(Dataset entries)
········

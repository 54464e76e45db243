use std::process::ExitCode;

use clap::Parser;
use tracing_subscriber::{layer::SubscriberExt, util::SubscriberInitExt};

use fluxstudio_cli::cli::{self, Cli};
use fluxstudio_cli::config::StudioConfig;
use fluxstudio_cli::studio::{Studio, StudioError};

#[tokio::main]
async fn main() -> ExitCode {
    dotenvy::dotenv().ok();

    // --- Tracing ---
    tracing_subscriber::registry()
        .with(
            tracing_subscriber::EnvFilter::try_from_default_env()
                .unwrap_or_else(|_| "fluxstudio=info".into()),
        )
        .with(tracing_subscriber::fmt::layer().with_writer(std::io::stderr))
        .init();

    let args = Cli::parse();

    match run(args).await {
        Ok(()) => ExitCode::SUCCESS,
        Err(err) => {
            report(&err);
            ExitCode::FAILURE
        }
    }
}

async fn run(args: Cli) -> anyhow::Result<()> {
    // --- Configuration ---
    let config = StudioConfig::from_env()?;
    tracing::debug!(data_dir = %config.data_dir.display(), queue_url = %config.queue_url, "Loaded configuration");

    // --- Studio ---
    let studio = Studio::open(&config)?;

    cli::run(args, &studio, &config).await
}

fn report(err: &anyhow::Error) {
    match err.downcast_ref::<StudioError>() {
        Some(studio_err) => {
            eprintln!("error [{}]: {}", studio_err.code(), studio_err.message());
            if let Some(remedy) = studio_err.remedy() {
                eprintln!("  {}: {}", remedy.label, remedy.url);
            }
        }
        None => eprintln!("error: {err:#}"),
    }
}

········

* _Assigned task_
Once you have checked the entries above, say how many lines include the word "async", and nothing beyond the number.

* _Result below_
2